Slashdot Mirror


How to Convince Non-IT Friends that Privacy Matters?

mmtux writes: "As technology becomes more advanced, I am increasingly worried about privacy in all aspects of my life. Unfortunately, whenever I attempt to discuss the matter with my friends, they show little understanding and write me off as a hyper-neurotic IT student. They say they simply don't care that the data they share on social networks may be accessible by others, that some laws passed by governments today might be privacy-infringing and dangerous, or that they shouldn't use on-line banking without a virus scanner and a firewall. Have you ever attempted to discuss data security and privacy concerns with a friend who isn't tech-savvy? How do you convince the average modern user that they should think about their privacy and the privacy of others when turning on their computer?"

3 of 373 comments (clear)

  1. Re:Some are actually opposed to privacy by Anonymous Coward · · Score: 5, Informative

    "'I've Got Nothing to Hide' and Other Misunderstandings of Privacy" by Daniel J. Solove
    http://papers.ssrn.com/sol3/papers.cfm?abstract_id=998565

  2. Re:not much really by caluml · · Score: 4, Informative

    A clever man learns by his mistakes. A wise man learns by the mistakes of others.
    Watch someone else pee on the fence. Point, laugh, never do it yourself.

  3. Re:Wireless by profplump · · Score: 4, Informative

    any open router could record everything including passwords and perform man-in-the-middle attacks to bypass SSL

    It's that sort of misinformation that makes it hard to take valid privacy concerns seriously. How exactly would a router bypass SSL?

    You could spoof DNS to redirect all requests to your own HTTP server, and you could dynamically fetch pages from the far end to convincingly fake the remote website. And while you could generate SSL certificates on-the-fly to make it HTTPS, those certificates could only be signed by a certificate authority you control, which is not one that's particularly likely to be present in the target's list of trusted authorities.

    It's almost like the people designing SSL thought that the entire route between the two communicating hosts might be insecure -- including the first-hop router -- and therefore provided verifiable, end-to-end encryption and authentication that did not rely (at least at communications time) on resources beyond what is stored or can be generated on those hosts.

    Beyond that, any authentication and encryption technologies that would commonly be considered secure by knowledgeable users -- SSH, Kerberos, most VPNs, etc. -- can provide similar guarantees.
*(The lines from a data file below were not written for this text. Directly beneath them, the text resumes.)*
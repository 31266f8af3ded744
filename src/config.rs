//! Run configuration loaded from TOML or JSON.
//!
//! ```toml
//! [storage]
//! root = "./data"
//!
//! [zones]
//! raw = "s3://raw-zone"
//! curated = "s3a://curated-zone"
//!
//! [partition]
//! year = 2024
//! month = 5
//!
//! [reader]
//! delimiter = ","
//! null_marker = "NULL"
//!
//! [execution]
//! parallelism = 3
//! alert_at_or_above = "critical"
//!
//! [datasets.suppliers]
//! source = "s3://other/proveedores.csv"
//! ```

use std::path::{Path, PathBuf};

use serde::{Deserialize, Serialize};

use crate::catalog::{DatasetDescriptor, DatasetKind};
use crate::error::{PipelineError, PipelineResult};
use crate::execution::{ExecutionOptions, Severity};
use crate::ingestion::ReaderOptions;
use crate::storage::{Partition, StorageUri, partition_uri, source_uri};

#[derive(Debug, Clone, PartialEq, Eq, Serialize, Deserialize)]
#[serde(deny_unknown_fields)]
pub struct PipelineConfig {
    #[serde(default)]
    pub storage: StorageConfig,
    pub zones: ZonesConfig,
    pub partition: Partition,
    #[serde(default)]
    pub reader: ReaderConfig,
    #[serde(default)]
    pub execution: ExecutionConfig,
    #[serde(default)]
    pub datasets: DatasetsConfig,
}

#[derive(Debug, Clone, PartialEq, Eq, Serialize, Deserialize)]
#[serde(deny_unknown_fields)]
pub struct StorageConfig {
    /// Directory the local object store maps URIs under.
    #[serde(default = "default_root")]
    pub root: PathBuf,
}

impl Default for StorageConfig {
    fn default() -> Self {
        Self {
            root: default_root(),
        }
    }
}

fn default_root() -> PathBuf {
    PathBuf::from(".")
}

/// Base URIs of the raw and curated zones.
#[derive(Debug, Clone, PartialEq, Eq, Serialize, Deserialize)]
#[serde(deny_unknown_fields)]
pub struct ZonesConfig {
    pub raw: String,
    pub curated: String,
}

#[derive(Debug, Clone, PartialEq, Eq, Serialize, Deserialize)]
#[serde(deny_unknown_fields)]
pub struct ReaderConfig {
    #[serde(default = "default_delimiter")]
    pub delimiter: String,
    #[serde(default)]
    pub null_marker: Option<String>,
}

impl Default for ReaderConfig {
    fn default() -> Self {
        Self {
            delimiter: default_delimiter(),
            null_marker: None,
        }
    }
}

fn default_delimiter() -> String {
    ",".to_string()
}

#[derive(Debug, Clone, PartialEq, Eq, Serialize, Deserialize)]
#[serde(deny_unknown_fields)]
pub struct ExecutionConfig {
    #[serde(default = "default_parallelism")]
    pub parallelism: usize,
    #[serde(default = "default_alert_at_or_above")]
    pub alert_at_or_above: Severity,
}

impl Default for ExecutionConfig {
    fn default() -> Self {
        Self {
            parallelism: default_parallelism(),
            alert_at_or_above: default_alert_at_or_above(),
        }
    }
}

fn default_parallelism() -> usize {
    DatasetKind::ALL.len()
}

fn default_alert_at_or_above() -> Severity {
    Severity::Critical
}

/// Per-dataset overrides of the conventional source and destination locations.
#[derive(Debug, Clone, Default, PartialEq, Eq, Serialize, Deserialize)]
#[serde(deny_unknown_fields)]
pub struct DatasetsConfig {
    #[serde(default)]
    pub customers: Option<DatasetOverride>,
    #[serde(default)]
    pub suppliers: Option<DatasetOverride>,
    #[serde(default)]
    pub transactions: Option<DatasetOverride>,
}

impl DatasetsConfig {
    pub fn get(&self, kind: DatasetKind) -> Option<&DatasetOverride> {
        match kind {
            DatasetKind::Customers => self.customers.as_ref(),
            DatasetKind::Suppliers => self.suppliers.as_ref(),
            DatasetKind::Transactions => self.transactions.as_ref(),
        }
    }
}

#[derive(Debug, Clone, Default, PartialEq, Eq, Serialize, Deserialize)]
#[serde(deny_unknown_fields)]
pub struct DatasetOverride {
    #[serde(default)]
    pub source: Option<String>,
    #[serde(default)]
    pub destination: Option<String>,
}

impl PipelineConfig {
    /// Load and validate a configuration file. The format follows the extension: `.toml` or
    /// `.json`.
    pub fn from_path(path: impl AsRef<Path>) -> PipelineResult<Self> {
        let path = path.as_ref();
        let content = std::fs::read_to_string(path).map_err(|e| {
            PipelineError::config(format!("failed to read '{}': {e}", path.display()))
        })?;

        match path.extension().and_then(|e| e.to_str()) {
            Some(ext) if ext.eq_ignore_ascii_case("toml") => Self::from_toml_str(&content),
            Some(ext) if ext.eq_ignore_ascii_case("json") => Self::from_json_str(&content),
            _ => Err(PipelineError::config(format!(
                "unsupported config format for '{}' (expected .toml or .json)",
                path.display()
            ))),
        }
    }

    pub fn from_toml_str(s: &str) -> PipelineResult<Self> {
        let cfg: Self = toml::from_str(s)
            .map_err(|e| PipelineError::config(format!("invalid toml config: {e}")))?;
        cfg.validate()?;
        Ok(cfg)
    }

    pub fn from_json_str(s: &str) -> PipelineResult<Self> {
        let cfg: Self = serde_json::from_str(s)
            .map_err(|e| PipelineError::config(format!("invalid json config: {e}")))?;
        cfg.validate()?;
        Ok(cfg)
    }

    /// Check every setting that deserialization alone cannot.
    pub fn validate(&self) -> PipelineResult<()> {
        self.partition.validate()?;
        self.raw_base()?;
        self.curated_base()?;
        self.reader_options()?;
        if self.execution.parallelism == 0 {
            return Err(PipelineError::config("execution.parallelism must be >= 1"));
        }
        self.descriptors()?;
        Ok(())
    }

    pub fn raw_base(&self) -> PipelineResult<StorageUri> {
        zone_uri("zones.raw", &self.zones.raw)
    }

    pub fn curated_base(&self) -> PipelineResult<StorageUri> {
        zone_uri("zones.curated", &self.zones.curated)
    }

    pub fn reader_options(&self) -> PipelineResult<ReaderOptions> {
        let delimiter = match self.reader.delimiter.as_bytes() {
            [b] => *b,
            _ => {
                return Err(PipelineError::config(format!(
                    "reader.delimiter must be a single byte, got {:?}",
                    self.reader.delimiter
                )));
            }
        };
        Ok(ReaderOptions {
            delimiter,
            null_marker: self.reader.null_marker.clone(),
        })
    }

    pub fn execution_options(&self) -> ExecutionOptions {
        ExecutionOptions {
            parallelism: self.execution.parallelism,
            alert_at_or_above: self.execution.alert_at_or_above,
        }
    }

    /// Descriptors of all datasets, in run order: customers, suppliers, transactions.
    ///
    /// Sources default to `{raw}/{dir}/year=YYYY/month=MM/{dir}.csv`, destinations to
    /// `{curated}/{dir}/year=YYYY/month=MM`; `[datasets.<kind>]` entries take precedence.
    pub fn descriptors(&self) -> PipelineResult<Vec<DatasetDescriptor>> {
        let raw = self.raw_base()?;
        let curated = self.curated_base()?;

        DatasetKind::ALL
            .iter()
            .map(|&kind| {
                let dir = kind.dir_name();
                let overrides = self.datasets.get(kind);

                let source = match overrides.and_then(|o| o.source.as_deref()) {
                    Some(s) => override_uri(kind, "source", s)?,
                    None => source_uri(&raw, dir, self.partition),
                };
                let destination = match overrides.and_then(|o| o.destination.as_deref()) {
                    Some(s) => override_uri(kind, "destination", s)?,
                    None => partition_uri(&curated, dir, self.partition),
                };
                Ok(DatasetDescriptor::new(kind, source, destination))
            })
            .collect()
    }
}

fn zone_uri(key: &str, raw: &str) -> PipelineResult<StorageUri> {
    StorageUri::parse(raw).map_err(|e| PipelineError::config(format!("{key}: {e}")))
}

fn override_uri(kind: DatasetKind, key: &str, raw: &str) -> PipelineResult<StorageUri> {
    StorageUri::parse(raw).map_err(|e| PipelineError::config(format!("datasets.{kind}.{key}: {e}")))
}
They all provide verifiably-secure authentication from any endpoint, even if the entire route is hostile, and even if the endpoints have bad DNS, untruthful routes, or totally fake traffic.

    It's worth time teach someone the difference between HTTP and HTTPS, but pretending that SSL only works over trusted routers is counter-productive at best; if people feel there's no safe way they can use in the Internet they'll either give up on the Internet or give up on safety.